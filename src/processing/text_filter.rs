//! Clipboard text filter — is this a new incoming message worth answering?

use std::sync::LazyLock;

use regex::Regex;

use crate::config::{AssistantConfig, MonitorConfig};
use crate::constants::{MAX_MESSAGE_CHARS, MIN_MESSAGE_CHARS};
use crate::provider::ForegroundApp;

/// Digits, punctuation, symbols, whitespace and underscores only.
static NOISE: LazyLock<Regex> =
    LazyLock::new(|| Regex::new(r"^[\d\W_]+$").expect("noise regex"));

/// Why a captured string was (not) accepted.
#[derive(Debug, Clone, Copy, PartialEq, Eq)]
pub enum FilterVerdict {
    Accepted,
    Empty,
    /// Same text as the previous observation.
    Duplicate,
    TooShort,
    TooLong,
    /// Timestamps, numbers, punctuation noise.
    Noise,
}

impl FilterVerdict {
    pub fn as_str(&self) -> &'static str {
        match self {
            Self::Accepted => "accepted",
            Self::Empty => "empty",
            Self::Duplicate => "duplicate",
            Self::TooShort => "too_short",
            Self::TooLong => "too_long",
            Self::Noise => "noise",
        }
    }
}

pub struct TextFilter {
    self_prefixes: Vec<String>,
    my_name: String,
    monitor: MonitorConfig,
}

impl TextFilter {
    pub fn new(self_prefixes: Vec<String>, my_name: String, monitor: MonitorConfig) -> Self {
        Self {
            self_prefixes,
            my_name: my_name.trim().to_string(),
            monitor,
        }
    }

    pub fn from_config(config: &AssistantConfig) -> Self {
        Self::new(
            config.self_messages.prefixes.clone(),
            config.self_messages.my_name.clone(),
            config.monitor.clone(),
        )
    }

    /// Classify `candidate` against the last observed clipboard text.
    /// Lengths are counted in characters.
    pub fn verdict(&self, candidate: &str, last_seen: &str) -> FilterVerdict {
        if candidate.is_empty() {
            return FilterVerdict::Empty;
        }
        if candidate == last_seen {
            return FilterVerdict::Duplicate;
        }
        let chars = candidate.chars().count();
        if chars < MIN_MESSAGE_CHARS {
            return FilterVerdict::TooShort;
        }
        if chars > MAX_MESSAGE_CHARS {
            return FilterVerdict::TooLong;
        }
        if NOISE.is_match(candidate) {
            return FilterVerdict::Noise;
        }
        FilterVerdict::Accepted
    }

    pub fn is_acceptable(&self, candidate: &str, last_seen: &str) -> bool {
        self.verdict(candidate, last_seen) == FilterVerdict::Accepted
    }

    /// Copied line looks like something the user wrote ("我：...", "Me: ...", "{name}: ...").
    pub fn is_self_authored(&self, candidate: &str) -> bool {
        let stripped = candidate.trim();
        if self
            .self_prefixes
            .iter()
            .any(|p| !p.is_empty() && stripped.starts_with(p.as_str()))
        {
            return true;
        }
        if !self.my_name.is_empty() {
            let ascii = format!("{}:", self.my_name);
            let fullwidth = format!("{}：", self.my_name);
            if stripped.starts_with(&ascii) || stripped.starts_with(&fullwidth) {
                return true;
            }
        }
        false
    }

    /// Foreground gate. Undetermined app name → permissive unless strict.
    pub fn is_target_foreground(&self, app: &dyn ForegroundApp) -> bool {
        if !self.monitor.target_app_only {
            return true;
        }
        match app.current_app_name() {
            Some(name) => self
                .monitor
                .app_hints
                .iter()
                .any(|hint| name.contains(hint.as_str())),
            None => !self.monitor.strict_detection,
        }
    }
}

· · · · · · ·

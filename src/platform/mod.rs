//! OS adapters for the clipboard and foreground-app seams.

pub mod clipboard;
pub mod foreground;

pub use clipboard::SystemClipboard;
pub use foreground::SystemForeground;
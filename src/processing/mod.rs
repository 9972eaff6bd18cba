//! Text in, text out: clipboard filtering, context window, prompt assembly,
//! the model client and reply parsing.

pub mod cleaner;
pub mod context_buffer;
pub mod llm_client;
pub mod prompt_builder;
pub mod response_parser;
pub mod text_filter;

· · · · · · ·

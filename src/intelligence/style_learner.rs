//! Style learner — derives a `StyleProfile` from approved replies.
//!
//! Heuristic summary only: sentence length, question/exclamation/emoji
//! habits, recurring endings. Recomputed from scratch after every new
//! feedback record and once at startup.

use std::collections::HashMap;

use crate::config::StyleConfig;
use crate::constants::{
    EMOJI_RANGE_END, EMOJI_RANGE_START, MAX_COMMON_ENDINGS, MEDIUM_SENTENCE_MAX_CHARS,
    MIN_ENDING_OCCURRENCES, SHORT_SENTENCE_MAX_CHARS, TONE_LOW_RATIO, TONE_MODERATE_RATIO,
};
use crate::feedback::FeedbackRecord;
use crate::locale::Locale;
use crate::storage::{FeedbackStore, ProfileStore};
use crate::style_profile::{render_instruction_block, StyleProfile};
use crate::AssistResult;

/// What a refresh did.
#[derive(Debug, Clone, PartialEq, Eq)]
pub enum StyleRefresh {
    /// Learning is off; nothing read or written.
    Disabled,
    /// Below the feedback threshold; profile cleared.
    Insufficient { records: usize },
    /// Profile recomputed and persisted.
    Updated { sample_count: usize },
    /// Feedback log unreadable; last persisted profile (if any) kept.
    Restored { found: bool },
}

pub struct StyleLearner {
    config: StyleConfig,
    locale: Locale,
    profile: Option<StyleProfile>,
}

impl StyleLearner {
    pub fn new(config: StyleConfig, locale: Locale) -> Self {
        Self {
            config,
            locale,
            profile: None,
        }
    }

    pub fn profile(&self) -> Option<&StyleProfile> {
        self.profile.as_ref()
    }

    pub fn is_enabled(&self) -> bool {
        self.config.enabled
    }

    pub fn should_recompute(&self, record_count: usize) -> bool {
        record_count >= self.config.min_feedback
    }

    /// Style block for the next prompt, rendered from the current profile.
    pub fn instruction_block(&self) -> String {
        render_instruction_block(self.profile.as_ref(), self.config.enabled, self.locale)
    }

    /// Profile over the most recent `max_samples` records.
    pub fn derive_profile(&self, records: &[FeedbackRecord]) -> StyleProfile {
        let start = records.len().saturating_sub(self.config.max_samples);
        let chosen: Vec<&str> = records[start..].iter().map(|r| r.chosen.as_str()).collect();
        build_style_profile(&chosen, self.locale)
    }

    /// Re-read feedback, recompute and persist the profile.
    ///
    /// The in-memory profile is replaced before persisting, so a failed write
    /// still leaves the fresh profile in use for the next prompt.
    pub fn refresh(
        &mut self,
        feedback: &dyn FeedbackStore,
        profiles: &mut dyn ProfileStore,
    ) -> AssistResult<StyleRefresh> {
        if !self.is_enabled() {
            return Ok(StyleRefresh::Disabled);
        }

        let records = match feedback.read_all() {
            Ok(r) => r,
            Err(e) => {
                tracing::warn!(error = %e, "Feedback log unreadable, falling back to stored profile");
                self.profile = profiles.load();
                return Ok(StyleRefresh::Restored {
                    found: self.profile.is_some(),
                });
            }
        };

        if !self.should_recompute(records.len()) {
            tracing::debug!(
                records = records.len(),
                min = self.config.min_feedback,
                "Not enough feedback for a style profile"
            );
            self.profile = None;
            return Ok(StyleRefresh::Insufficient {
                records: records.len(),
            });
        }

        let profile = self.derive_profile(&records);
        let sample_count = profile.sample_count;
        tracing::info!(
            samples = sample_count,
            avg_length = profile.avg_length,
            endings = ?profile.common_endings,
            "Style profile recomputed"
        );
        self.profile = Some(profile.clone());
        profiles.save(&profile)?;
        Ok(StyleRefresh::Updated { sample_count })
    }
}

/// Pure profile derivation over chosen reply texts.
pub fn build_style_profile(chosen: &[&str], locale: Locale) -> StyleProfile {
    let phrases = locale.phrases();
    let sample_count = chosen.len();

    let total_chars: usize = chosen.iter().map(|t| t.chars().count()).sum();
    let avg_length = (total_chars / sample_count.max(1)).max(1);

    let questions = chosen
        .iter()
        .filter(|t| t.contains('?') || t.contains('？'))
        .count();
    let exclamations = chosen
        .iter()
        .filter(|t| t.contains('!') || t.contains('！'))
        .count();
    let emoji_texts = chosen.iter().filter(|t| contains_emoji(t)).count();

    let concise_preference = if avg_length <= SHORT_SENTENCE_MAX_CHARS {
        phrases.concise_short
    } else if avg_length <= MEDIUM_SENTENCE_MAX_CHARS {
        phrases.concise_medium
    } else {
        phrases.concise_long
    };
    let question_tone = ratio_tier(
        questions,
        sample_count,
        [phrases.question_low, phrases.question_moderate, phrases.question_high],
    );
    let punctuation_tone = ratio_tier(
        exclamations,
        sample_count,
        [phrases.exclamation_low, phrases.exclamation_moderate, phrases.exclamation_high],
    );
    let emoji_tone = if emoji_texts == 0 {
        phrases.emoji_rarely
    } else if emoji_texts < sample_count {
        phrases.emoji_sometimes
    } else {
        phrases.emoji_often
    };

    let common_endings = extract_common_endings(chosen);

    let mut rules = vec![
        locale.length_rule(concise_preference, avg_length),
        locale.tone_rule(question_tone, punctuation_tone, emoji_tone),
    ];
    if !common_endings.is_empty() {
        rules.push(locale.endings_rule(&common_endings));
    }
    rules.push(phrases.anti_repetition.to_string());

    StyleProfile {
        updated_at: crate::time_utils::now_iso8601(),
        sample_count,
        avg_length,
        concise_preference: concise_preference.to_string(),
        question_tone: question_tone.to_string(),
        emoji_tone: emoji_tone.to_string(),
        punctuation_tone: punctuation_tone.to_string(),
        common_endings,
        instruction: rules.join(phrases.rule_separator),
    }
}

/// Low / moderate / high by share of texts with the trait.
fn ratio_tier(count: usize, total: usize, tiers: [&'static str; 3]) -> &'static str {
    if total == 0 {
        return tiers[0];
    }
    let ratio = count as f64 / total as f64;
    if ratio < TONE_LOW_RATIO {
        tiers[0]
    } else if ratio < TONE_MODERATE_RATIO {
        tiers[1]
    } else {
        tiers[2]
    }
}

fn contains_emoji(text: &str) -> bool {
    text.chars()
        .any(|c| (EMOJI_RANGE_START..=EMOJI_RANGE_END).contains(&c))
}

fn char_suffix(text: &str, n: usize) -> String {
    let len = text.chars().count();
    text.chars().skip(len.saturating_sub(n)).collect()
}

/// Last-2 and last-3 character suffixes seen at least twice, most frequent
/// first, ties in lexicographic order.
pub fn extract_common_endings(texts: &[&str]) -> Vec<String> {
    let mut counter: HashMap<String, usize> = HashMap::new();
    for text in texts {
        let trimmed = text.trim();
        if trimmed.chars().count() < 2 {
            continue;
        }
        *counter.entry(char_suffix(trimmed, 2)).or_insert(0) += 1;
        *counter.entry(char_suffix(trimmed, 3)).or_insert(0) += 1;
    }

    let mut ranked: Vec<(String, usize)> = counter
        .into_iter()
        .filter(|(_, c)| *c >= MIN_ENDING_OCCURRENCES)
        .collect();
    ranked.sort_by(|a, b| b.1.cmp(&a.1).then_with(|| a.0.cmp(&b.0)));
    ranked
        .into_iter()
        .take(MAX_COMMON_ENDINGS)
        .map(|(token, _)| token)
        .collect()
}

· · · · · · ·

Action item: In the entries above, find the line with "filename src/platform/mod.rs" and the line with "filename src/processing/mod.rs", then set down exactly those two and every line between them, nothing else.

Solution for this exercise:
filename src/platform/mod.rs
//! OS adapters for the clipboard and foreground-app seams.

pub mod clipboard;
pub mod foreground;

pub use clipboard::SystemClipboard;
pub use foreground::SystemForeground;
filename src/processing/mod.rs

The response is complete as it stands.